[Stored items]
--- START ---

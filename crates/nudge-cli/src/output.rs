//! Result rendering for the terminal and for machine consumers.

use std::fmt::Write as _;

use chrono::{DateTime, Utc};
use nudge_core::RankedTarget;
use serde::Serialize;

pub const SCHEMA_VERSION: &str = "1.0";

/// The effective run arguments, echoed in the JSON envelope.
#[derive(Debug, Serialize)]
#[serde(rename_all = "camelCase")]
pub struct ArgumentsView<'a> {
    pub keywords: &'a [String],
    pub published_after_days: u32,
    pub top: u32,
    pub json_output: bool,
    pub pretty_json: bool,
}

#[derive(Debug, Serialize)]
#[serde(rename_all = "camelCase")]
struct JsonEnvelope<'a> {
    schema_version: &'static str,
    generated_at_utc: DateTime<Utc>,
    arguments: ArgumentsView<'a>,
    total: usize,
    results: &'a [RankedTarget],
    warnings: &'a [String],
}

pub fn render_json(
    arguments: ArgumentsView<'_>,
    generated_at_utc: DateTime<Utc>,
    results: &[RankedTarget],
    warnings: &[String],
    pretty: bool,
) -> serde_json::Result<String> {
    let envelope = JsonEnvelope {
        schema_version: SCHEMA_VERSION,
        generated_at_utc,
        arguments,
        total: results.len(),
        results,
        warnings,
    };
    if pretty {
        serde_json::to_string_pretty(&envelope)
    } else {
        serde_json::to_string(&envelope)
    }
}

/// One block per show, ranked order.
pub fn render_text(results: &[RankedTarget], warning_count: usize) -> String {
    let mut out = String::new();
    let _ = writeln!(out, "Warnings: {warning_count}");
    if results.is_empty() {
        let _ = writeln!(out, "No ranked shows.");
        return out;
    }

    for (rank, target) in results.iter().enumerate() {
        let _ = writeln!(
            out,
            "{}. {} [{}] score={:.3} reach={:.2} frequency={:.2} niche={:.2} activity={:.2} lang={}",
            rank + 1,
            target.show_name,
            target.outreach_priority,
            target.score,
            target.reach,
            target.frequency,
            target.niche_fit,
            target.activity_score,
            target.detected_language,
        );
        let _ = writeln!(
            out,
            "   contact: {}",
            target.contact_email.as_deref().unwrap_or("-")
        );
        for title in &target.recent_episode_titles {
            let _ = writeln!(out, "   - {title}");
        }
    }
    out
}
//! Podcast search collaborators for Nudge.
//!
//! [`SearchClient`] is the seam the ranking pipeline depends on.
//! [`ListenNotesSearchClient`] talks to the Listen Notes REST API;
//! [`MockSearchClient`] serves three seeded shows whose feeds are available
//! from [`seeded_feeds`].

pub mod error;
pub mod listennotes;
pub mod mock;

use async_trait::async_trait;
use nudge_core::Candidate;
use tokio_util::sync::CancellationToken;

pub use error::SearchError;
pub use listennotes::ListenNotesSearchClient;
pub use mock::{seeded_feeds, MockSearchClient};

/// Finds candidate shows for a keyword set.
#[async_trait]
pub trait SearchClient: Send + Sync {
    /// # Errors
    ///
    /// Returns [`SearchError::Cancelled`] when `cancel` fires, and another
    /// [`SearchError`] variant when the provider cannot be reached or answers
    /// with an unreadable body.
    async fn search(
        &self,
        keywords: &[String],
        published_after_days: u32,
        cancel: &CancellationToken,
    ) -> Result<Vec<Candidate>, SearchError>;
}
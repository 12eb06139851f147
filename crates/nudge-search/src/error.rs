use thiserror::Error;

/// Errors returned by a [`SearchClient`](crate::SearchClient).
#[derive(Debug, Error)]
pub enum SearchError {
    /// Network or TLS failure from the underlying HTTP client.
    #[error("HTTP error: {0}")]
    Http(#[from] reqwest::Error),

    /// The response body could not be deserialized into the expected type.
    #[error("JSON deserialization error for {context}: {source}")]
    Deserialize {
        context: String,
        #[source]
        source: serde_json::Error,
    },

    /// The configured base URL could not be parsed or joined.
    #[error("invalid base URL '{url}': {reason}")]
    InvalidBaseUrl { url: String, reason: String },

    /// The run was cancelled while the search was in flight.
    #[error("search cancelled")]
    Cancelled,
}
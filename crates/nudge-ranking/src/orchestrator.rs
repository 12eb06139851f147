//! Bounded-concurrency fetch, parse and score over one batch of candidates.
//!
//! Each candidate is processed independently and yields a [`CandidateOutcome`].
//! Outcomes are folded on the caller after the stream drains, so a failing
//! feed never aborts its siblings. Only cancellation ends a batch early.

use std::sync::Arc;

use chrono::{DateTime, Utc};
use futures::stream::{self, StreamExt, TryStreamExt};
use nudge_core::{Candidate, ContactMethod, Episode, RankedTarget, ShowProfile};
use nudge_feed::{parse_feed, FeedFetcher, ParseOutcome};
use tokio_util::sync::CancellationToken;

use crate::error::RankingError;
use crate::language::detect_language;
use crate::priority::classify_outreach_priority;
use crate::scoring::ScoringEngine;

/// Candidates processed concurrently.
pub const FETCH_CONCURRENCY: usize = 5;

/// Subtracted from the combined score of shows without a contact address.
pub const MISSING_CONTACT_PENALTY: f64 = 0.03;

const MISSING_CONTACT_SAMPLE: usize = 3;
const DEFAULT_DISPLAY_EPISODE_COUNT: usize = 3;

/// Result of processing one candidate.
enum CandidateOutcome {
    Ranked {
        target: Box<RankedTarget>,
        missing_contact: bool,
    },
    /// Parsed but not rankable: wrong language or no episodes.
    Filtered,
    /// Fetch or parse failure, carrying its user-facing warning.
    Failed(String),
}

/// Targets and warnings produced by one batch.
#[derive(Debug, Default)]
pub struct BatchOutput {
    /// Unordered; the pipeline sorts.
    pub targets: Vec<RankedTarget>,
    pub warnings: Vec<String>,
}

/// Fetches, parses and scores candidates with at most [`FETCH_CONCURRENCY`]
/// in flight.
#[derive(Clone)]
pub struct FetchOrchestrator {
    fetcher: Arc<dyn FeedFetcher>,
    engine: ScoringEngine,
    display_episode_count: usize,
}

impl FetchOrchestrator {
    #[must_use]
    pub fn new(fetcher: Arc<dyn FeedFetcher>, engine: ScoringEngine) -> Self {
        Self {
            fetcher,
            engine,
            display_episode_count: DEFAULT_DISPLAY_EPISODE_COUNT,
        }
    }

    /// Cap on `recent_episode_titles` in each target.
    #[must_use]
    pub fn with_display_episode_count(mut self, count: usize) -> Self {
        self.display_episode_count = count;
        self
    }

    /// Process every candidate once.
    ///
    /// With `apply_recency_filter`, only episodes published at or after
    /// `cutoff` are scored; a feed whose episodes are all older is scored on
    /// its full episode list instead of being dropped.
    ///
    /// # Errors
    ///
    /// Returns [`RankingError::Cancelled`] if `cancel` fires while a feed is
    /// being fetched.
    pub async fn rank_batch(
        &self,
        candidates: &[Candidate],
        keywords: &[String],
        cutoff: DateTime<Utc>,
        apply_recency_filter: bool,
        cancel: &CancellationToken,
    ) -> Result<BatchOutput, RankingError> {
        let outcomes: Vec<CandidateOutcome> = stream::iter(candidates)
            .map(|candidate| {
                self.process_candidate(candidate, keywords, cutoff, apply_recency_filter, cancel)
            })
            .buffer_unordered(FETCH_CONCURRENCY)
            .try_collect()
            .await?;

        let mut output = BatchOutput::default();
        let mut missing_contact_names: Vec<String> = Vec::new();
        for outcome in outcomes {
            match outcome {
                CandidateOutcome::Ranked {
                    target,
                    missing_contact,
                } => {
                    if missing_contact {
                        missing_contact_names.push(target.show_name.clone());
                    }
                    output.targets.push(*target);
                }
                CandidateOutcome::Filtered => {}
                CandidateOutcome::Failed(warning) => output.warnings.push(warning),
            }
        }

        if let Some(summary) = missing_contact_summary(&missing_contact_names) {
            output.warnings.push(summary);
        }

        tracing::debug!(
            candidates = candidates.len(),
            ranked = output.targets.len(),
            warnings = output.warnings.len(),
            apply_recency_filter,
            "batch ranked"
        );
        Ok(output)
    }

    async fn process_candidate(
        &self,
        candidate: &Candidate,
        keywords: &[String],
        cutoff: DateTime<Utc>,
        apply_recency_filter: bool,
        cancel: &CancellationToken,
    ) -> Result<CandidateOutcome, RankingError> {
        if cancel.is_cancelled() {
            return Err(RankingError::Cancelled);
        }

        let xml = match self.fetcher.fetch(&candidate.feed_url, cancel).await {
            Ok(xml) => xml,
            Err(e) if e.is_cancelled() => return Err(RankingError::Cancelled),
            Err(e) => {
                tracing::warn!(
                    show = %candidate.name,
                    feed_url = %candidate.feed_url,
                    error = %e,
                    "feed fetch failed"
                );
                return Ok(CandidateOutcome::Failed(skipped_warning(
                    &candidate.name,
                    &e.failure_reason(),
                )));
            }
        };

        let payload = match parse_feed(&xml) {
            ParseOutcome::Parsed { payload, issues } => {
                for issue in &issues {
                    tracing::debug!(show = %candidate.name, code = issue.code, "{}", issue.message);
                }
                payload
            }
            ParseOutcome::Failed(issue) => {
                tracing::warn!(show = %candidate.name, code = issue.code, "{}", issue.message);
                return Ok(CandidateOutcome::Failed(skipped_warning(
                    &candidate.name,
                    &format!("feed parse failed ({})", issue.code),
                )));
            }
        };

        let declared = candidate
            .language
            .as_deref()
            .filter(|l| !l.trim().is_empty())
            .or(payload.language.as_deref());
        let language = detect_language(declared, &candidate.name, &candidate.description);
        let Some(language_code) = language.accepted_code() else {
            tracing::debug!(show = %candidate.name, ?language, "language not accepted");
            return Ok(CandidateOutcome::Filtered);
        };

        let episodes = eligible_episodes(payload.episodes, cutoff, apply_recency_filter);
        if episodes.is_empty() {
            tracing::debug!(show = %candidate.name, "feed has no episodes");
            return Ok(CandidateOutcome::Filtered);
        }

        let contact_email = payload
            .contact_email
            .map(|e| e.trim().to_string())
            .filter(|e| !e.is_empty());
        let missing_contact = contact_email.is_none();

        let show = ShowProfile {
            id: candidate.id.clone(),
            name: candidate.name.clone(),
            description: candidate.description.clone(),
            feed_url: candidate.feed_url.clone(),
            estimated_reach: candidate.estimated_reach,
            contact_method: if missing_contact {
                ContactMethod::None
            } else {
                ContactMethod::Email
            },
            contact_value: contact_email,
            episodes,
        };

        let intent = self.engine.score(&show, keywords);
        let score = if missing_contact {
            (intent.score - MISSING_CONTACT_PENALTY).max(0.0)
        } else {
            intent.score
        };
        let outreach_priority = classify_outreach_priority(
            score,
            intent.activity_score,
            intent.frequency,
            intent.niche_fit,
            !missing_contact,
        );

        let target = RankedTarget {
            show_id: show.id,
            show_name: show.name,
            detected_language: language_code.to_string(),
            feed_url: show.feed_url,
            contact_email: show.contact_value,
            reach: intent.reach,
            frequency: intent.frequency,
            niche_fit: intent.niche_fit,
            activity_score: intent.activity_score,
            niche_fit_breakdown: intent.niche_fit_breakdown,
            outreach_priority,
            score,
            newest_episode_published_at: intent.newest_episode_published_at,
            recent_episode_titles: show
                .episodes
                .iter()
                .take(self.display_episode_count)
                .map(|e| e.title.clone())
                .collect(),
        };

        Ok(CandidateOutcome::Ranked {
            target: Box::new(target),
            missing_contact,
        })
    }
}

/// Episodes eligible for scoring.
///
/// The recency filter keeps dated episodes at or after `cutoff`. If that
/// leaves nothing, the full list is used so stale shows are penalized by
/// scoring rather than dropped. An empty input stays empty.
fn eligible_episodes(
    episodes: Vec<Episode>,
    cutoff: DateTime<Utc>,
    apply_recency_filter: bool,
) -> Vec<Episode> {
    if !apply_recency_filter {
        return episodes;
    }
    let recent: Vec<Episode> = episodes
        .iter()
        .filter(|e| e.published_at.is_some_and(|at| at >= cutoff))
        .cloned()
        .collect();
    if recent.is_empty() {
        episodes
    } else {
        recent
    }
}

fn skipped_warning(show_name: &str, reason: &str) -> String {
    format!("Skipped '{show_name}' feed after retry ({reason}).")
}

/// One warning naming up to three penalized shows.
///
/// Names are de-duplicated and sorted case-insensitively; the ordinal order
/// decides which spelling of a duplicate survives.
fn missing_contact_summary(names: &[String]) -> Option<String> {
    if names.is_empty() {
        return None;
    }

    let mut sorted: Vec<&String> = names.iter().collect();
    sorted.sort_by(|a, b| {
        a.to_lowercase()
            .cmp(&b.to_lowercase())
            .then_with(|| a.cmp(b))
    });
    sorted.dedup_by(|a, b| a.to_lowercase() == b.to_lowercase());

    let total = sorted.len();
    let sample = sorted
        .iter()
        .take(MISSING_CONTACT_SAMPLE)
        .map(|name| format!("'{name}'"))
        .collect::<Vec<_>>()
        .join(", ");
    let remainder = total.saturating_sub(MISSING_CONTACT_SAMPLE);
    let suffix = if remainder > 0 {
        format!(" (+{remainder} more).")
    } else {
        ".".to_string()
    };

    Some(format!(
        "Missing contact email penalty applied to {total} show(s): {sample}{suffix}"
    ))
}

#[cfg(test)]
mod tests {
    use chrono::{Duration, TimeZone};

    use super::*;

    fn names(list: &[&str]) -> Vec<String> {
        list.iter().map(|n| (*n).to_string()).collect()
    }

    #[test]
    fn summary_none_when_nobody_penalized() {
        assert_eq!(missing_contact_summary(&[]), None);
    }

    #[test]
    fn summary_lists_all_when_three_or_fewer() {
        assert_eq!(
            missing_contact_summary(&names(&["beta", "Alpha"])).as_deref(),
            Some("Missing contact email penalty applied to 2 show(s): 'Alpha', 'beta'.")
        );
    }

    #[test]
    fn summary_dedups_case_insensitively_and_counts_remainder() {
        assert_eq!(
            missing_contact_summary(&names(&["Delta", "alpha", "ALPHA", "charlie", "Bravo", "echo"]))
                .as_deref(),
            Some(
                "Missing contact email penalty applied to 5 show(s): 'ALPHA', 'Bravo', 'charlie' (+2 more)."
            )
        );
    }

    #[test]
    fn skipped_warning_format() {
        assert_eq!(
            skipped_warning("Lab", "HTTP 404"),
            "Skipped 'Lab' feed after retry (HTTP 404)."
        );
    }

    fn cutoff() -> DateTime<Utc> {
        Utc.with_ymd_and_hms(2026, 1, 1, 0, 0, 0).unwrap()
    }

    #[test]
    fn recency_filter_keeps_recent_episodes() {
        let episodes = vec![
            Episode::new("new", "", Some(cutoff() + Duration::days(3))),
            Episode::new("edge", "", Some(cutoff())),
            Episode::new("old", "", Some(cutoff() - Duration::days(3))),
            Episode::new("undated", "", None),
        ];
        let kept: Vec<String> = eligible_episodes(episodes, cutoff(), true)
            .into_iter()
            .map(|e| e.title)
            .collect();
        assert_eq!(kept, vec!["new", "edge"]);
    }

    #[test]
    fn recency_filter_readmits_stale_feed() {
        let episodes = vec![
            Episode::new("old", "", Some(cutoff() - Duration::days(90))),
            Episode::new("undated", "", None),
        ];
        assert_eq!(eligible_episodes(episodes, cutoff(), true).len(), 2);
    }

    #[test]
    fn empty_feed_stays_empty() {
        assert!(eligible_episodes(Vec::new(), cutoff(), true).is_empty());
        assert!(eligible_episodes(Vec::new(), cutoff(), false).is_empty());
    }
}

--- END ---

### How to complete this task:
How many of the lines above hold the word "JsonEnvelope"? Answer with only the number.

### Answer to the problem:
2